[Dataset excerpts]
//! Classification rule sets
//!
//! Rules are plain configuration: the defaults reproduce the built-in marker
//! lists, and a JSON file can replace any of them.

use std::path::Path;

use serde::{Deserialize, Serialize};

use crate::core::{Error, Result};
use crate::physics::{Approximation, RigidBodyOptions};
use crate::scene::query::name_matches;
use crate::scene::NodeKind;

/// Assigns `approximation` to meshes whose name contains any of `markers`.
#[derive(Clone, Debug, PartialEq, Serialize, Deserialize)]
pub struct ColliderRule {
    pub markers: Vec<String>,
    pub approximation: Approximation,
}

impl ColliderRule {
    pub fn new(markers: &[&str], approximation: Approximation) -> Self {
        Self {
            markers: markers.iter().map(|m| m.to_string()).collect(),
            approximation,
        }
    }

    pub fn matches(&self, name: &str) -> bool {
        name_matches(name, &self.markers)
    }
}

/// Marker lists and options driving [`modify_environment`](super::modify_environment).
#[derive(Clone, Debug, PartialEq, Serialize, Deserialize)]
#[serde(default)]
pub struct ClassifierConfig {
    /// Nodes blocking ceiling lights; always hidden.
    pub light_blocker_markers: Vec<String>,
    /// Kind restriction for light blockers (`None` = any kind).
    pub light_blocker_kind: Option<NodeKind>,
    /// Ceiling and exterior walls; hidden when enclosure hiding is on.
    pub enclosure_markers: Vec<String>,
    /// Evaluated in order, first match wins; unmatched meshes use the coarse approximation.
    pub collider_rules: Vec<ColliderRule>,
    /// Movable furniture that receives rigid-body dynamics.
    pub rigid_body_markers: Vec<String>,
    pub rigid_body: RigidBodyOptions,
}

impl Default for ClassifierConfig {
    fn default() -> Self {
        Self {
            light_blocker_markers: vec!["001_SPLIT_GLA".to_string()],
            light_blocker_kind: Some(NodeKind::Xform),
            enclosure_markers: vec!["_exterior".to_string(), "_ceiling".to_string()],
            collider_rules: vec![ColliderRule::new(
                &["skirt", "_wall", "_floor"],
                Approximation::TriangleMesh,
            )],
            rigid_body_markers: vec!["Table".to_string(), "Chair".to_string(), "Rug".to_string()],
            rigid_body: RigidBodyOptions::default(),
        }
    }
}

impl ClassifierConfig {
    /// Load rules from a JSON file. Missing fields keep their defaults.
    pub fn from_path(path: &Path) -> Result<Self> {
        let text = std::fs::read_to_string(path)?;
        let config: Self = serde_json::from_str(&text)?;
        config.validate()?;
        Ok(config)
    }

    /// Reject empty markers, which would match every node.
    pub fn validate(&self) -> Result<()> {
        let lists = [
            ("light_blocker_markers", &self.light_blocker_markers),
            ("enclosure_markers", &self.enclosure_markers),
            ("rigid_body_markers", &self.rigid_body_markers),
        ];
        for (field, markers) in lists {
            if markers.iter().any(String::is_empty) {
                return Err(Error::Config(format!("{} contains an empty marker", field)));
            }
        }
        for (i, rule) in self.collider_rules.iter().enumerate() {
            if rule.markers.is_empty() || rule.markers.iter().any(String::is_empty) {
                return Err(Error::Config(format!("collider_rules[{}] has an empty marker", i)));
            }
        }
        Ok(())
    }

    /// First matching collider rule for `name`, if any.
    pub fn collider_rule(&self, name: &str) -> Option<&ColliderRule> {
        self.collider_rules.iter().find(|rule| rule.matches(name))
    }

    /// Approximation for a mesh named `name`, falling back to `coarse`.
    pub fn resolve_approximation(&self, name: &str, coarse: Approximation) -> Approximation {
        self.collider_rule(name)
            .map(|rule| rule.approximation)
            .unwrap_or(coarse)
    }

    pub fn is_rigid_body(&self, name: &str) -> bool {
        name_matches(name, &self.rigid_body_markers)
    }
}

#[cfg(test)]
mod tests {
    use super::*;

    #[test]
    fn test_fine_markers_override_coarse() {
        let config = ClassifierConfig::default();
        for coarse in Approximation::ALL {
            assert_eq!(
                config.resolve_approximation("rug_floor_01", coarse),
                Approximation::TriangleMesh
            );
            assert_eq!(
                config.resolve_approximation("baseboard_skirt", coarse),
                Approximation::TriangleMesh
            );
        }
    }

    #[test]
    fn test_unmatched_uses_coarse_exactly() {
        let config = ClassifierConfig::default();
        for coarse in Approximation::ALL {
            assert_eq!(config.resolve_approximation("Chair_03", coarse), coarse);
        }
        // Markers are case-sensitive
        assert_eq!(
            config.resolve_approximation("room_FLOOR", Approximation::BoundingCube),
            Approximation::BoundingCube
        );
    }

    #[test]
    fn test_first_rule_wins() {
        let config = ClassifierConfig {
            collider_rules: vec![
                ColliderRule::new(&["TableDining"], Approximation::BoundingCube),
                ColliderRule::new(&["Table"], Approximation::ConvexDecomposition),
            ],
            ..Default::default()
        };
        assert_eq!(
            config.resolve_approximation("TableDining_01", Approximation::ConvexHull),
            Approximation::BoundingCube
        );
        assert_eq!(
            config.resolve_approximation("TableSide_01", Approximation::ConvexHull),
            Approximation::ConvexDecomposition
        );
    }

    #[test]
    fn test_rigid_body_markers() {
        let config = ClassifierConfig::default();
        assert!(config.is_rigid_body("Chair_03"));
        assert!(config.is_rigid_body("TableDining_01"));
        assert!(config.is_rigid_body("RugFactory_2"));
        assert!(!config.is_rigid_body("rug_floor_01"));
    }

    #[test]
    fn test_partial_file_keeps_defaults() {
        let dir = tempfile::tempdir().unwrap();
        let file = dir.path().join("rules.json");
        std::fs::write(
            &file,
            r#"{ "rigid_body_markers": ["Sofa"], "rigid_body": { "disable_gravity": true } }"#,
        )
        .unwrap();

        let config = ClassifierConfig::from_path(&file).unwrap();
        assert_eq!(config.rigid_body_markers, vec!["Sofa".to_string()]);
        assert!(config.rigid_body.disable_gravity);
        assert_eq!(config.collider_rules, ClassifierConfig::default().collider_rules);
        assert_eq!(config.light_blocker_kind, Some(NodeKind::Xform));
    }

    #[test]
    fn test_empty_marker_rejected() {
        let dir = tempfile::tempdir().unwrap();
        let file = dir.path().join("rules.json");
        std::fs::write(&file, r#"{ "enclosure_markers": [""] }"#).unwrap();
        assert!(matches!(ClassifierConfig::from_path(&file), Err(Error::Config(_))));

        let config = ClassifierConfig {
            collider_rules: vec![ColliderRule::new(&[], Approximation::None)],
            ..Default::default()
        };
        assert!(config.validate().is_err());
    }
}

Your assignment
Starting with the first line above and ending with the line that holds "to meshes whose", restate each line word for word and add nothing else.

Problem solution
//! Classification rule sets
//!
//! Rules are plain configuration: the defaults reproduce the built-in marker
//! lists, and a JSON file can replace any of them.

use std::path::Path;

use serde::{Deserialize, Serialize};

use crate::core::{Error, Result};
use crate::physics::{Approximation, RigidBodyOptions};
use crate::scene::query::name_matches;
use crate::scene::NodeKind;

/// Assigns `approximation` to meshes whose name contains any of `markers`.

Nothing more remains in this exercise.